◆ **TASK TO CARRY OUT**
Reproduce each line of the entries that carries "authentication".

Records from a data source

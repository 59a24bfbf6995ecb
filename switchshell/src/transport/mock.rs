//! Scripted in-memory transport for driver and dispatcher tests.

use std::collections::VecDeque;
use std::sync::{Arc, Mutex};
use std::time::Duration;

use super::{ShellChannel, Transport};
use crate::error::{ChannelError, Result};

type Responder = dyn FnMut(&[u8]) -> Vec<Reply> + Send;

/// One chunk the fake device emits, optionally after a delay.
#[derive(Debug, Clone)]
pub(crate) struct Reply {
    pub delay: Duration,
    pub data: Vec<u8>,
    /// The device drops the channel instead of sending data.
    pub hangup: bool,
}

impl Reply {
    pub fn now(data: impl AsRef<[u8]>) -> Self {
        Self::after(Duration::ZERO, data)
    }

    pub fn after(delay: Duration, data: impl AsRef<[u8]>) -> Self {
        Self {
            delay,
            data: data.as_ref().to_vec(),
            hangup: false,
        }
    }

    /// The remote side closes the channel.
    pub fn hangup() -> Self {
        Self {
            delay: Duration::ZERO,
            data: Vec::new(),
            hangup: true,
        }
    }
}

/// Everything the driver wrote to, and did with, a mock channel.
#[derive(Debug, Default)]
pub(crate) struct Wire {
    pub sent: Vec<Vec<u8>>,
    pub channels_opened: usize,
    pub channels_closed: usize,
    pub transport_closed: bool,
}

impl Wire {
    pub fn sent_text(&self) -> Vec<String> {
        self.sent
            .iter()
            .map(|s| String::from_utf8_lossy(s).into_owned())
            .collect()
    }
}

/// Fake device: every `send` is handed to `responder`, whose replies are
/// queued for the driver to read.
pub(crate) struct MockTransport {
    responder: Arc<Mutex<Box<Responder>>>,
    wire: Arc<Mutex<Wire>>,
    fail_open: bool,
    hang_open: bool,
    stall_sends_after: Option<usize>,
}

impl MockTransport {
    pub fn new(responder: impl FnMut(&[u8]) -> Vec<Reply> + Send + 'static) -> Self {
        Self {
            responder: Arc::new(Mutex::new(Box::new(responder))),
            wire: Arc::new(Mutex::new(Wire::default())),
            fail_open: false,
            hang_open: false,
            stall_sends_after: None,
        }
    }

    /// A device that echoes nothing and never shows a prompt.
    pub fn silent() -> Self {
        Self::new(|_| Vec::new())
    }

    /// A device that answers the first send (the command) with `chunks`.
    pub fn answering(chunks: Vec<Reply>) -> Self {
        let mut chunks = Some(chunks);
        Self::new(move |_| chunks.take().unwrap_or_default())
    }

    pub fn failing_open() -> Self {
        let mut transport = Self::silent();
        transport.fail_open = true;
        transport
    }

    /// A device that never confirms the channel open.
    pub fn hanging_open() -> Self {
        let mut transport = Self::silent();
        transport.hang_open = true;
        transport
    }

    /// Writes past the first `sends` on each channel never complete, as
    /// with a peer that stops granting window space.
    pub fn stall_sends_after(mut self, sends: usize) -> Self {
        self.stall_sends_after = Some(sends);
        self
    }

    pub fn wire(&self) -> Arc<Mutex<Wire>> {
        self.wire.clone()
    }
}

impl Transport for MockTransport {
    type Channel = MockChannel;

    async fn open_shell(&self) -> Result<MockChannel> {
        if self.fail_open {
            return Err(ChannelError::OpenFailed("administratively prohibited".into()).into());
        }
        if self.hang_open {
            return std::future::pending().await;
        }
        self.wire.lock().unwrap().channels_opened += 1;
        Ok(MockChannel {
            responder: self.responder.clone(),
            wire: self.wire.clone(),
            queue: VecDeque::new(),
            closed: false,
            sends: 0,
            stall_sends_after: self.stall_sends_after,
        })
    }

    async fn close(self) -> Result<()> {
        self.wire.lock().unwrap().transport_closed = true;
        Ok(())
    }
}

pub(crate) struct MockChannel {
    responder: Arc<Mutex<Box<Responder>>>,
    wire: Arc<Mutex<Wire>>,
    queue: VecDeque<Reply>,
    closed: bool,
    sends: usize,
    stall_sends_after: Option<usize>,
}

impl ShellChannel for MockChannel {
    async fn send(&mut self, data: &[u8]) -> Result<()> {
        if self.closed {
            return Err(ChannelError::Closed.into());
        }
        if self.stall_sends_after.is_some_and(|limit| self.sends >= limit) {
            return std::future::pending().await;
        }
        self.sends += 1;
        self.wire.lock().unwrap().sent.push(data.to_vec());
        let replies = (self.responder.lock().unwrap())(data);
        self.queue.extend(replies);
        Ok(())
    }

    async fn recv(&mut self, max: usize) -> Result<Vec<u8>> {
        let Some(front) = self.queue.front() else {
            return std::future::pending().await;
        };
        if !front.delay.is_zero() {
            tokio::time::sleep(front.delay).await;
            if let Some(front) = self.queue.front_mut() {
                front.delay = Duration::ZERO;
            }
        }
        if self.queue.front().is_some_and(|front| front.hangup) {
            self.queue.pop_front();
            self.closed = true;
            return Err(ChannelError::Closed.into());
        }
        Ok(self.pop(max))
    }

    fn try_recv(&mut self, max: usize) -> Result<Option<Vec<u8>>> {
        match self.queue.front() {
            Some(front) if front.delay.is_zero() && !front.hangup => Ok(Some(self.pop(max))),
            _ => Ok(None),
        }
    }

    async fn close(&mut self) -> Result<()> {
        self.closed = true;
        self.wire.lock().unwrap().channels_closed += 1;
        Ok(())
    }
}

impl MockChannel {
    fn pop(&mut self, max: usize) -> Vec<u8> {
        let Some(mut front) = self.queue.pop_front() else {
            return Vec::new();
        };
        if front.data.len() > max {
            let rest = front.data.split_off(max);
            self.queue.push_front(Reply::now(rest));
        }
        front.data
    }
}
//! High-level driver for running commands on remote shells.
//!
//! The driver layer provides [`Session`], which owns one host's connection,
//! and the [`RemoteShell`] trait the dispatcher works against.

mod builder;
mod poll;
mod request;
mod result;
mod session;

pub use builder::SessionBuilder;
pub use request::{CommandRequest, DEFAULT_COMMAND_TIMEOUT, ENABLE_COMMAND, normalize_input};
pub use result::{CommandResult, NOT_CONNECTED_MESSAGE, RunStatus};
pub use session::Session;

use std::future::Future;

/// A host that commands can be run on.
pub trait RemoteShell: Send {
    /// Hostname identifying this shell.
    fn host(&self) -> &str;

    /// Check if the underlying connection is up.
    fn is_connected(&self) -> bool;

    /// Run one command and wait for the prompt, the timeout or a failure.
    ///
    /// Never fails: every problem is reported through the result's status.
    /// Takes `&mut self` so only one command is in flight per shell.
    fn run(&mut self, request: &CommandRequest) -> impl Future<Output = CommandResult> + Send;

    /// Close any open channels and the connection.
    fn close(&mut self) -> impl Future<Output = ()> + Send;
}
--
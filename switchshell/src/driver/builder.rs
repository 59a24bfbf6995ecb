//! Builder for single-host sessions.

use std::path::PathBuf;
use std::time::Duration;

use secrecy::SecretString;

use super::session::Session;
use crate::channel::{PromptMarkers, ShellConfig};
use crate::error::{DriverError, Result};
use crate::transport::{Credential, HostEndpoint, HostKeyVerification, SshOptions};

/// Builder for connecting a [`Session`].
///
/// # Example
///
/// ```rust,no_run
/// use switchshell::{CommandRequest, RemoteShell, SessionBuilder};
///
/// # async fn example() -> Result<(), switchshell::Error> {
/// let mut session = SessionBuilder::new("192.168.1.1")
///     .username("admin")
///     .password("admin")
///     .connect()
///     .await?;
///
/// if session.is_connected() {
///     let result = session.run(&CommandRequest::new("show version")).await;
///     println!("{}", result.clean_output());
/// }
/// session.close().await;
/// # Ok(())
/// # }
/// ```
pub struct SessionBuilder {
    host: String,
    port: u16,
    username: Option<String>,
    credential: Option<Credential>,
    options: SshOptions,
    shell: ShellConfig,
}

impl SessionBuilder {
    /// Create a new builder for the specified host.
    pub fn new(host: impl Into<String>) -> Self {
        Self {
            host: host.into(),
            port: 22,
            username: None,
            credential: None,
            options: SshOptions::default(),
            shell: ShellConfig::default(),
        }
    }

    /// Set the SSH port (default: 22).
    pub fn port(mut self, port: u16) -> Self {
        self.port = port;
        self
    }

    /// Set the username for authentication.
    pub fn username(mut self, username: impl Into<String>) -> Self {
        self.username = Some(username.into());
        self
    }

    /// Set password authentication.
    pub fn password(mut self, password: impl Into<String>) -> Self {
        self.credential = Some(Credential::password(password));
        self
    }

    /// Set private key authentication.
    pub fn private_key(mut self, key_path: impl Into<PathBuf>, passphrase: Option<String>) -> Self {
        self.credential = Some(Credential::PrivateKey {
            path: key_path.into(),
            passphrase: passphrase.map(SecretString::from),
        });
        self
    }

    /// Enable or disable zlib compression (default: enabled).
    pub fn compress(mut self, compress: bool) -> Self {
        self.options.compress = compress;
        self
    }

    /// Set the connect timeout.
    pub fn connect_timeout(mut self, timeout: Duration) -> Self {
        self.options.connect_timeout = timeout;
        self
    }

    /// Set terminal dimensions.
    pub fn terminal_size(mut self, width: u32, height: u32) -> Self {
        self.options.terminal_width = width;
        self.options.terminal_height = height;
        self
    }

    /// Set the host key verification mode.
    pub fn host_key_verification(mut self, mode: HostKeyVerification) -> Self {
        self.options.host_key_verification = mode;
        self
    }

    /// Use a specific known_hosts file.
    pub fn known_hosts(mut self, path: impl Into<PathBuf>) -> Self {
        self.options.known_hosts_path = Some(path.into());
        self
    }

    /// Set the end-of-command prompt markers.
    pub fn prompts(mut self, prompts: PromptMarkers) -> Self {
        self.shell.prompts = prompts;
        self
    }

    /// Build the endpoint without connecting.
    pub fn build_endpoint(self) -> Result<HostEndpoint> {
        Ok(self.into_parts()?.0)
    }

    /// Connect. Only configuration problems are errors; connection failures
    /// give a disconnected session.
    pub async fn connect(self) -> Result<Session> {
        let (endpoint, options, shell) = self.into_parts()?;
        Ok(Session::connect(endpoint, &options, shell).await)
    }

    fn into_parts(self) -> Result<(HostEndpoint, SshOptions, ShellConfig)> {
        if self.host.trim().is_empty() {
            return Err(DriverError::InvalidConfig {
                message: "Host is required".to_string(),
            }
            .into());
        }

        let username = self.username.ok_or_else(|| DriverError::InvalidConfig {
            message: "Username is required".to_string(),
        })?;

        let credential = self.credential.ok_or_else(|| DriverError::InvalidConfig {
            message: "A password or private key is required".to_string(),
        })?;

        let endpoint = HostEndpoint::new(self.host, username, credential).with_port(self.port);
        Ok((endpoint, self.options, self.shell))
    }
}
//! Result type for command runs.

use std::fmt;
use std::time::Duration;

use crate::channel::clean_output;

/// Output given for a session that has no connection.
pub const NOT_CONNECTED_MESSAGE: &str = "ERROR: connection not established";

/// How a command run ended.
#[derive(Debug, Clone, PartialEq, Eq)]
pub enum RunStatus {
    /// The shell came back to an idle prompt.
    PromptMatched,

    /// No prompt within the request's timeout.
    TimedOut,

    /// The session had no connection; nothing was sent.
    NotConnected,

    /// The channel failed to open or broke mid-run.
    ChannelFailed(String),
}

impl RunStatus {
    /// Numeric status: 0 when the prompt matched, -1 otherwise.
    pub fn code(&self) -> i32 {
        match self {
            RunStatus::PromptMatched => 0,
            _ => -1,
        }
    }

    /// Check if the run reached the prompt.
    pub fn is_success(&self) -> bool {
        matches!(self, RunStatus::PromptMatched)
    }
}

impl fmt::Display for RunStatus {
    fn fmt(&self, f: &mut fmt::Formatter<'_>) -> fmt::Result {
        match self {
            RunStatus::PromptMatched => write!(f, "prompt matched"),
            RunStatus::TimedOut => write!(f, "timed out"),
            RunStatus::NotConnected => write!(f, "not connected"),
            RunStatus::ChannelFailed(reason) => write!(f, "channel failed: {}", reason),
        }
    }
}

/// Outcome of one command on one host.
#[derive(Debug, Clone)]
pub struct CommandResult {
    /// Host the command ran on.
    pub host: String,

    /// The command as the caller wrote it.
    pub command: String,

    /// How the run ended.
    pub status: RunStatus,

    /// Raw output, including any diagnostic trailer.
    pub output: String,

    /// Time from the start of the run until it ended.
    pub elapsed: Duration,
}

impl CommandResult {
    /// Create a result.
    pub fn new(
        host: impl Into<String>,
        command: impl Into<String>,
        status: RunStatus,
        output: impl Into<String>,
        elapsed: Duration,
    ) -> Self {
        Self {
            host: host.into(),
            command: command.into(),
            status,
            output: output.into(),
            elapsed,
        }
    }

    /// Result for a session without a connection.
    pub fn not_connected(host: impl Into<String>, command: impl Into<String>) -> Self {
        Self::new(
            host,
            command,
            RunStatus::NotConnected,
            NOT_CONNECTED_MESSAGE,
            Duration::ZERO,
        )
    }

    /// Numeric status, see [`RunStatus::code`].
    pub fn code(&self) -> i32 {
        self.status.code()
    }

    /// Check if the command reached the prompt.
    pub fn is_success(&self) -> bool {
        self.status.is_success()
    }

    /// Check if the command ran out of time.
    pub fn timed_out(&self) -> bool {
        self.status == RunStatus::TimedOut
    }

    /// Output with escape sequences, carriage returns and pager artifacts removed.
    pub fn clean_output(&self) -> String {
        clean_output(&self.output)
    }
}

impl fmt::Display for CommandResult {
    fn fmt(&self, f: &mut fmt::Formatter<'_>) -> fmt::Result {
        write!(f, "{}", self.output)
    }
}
--
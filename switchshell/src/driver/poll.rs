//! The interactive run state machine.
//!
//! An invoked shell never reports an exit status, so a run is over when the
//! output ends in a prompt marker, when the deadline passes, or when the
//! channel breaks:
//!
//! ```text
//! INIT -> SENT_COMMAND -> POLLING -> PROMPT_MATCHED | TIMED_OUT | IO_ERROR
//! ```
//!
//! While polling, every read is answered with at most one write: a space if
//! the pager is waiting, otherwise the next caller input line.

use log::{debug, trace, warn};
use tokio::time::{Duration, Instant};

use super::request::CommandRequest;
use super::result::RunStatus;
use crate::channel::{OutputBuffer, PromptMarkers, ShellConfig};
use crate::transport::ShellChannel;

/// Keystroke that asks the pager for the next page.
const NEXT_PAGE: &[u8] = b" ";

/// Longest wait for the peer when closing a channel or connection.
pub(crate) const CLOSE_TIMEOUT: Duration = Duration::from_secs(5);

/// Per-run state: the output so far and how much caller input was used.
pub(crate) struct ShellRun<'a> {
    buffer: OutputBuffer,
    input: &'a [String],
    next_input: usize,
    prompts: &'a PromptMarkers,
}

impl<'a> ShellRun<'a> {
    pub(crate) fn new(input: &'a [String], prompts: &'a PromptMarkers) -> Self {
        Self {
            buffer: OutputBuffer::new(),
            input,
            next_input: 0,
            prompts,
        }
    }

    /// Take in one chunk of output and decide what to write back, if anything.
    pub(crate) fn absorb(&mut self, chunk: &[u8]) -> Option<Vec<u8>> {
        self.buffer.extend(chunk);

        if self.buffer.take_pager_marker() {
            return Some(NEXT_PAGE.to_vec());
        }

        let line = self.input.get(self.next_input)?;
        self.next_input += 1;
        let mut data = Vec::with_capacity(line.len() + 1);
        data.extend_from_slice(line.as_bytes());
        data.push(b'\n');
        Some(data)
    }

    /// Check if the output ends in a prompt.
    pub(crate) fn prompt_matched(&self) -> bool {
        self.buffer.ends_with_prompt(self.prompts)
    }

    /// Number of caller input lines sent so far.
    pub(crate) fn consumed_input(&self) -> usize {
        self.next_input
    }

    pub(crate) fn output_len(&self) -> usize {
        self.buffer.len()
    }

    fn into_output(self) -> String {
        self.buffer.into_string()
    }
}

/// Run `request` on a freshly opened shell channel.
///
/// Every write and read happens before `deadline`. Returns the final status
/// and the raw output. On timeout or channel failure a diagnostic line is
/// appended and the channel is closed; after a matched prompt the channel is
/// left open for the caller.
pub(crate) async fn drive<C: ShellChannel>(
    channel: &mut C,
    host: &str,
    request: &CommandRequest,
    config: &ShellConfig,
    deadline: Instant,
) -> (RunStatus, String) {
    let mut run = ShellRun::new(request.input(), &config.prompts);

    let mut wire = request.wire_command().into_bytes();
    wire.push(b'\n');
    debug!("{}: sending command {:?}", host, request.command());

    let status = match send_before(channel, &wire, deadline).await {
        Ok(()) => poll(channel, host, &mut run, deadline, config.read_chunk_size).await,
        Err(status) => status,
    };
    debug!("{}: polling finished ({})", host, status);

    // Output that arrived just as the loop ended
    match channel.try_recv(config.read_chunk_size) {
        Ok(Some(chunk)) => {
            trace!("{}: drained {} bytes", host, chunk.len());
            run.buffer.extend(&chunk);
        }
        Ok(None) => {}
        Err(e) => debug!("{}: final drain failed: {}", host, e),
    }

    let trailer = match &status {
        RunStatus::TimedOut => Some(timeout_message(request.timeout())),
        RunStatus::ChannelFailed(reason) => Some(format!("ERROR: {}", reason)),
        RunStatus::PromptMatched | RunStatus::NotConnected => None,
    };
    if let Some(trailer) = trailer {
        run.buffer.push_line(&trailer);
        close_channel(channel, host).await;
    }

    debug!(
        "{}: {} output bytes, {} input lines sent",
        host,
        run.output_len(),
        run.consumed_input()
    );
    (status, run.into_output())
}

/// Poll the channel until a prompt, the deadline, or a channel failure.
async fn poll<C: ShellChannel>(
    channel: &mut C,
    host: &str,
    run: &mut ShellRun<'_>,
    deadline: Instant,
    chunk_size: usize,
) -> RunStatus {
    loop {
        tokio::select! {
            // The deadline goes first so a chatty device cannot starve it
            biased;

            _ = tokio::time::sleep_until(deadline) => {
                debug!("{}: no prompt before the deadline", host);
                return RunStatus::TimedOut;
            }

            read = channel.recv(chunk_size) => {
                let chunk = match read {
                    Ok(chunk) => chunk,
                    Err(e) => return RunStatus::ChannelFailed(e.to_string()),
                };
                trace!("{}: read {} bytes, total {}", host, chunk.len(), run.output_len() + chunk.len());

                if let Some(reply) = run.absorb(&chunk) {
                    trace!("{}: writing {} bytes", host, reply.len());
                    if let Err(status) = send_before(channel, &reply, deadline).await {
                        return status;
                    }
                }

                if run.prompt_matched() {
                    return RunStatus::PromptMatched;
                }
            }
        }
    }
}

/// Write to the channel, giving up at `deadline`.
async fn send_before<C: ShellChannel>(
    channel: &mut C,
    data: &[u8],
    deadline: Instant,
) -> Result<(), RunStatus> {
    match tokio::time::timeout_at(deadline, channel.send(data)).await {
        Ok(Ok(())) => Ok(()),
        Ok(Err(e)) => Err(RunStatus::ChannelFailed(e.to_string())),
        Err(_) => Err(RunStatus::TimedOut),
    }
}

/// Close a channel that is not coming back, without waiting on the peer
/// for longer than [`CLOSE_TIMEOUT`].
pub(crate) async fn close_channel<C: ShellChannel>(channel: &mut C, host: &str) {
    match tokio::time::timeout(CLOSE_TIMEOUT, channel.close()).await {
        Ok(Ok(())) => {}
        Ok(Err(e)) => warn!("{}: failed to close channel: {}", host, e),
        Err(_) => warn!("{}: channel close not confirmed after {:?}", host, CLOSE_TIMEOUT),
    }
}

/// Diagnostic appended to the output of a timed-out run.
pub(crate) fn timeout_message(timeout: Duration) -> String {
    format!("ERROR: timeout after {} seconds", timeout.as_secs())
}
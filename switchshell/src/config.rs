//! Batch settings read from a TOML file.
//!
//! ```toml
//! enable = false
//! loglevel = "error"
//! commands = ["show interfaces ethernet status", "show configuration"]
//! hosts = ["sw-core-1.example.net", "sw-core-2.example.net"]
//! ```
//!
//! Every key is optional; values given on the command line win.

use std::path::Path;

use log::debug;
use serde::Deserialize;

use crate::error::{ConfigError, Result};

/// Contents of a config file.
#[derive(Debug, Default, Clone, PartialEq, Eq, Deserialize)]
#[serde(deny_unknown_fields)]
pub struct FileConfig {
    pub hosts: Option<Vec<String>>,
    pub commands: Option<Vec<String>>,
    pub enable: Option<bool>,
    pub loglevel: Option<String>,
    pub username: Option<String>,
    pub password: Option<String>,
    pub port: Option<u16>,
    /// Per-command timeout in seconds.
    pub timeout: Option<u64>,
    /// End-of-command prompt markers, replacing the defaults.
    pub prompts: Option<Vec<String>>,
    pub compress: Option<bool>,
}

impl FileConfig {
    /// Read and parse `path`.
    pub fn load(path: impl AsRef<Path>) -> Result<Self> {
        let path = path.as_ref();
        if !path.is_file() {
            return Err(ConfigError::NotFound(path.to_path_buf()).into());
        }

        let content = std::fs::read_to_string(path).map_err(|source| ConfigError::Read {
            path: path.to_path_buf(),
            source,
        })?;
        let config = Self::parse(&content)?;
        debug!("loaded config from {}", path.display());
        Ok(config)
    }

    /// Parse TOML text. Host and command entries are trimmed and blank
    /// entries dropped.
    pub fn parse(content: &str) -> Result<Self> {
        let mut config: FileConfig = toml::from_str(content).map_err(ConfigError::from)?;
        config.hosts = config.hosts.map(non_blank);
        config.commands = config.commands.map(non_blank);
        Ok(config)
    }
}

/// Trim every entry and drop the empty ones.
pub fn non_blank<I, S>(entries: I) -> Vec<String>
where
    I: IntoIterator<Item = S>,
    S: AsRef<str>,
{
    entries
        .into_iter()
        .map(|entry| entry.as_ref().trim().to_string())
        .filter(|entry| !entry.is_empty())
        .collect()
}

◆ **RESULT**
    /// Set the username for authentication.
    /// Set password authentication.
    /// Set private key authentication.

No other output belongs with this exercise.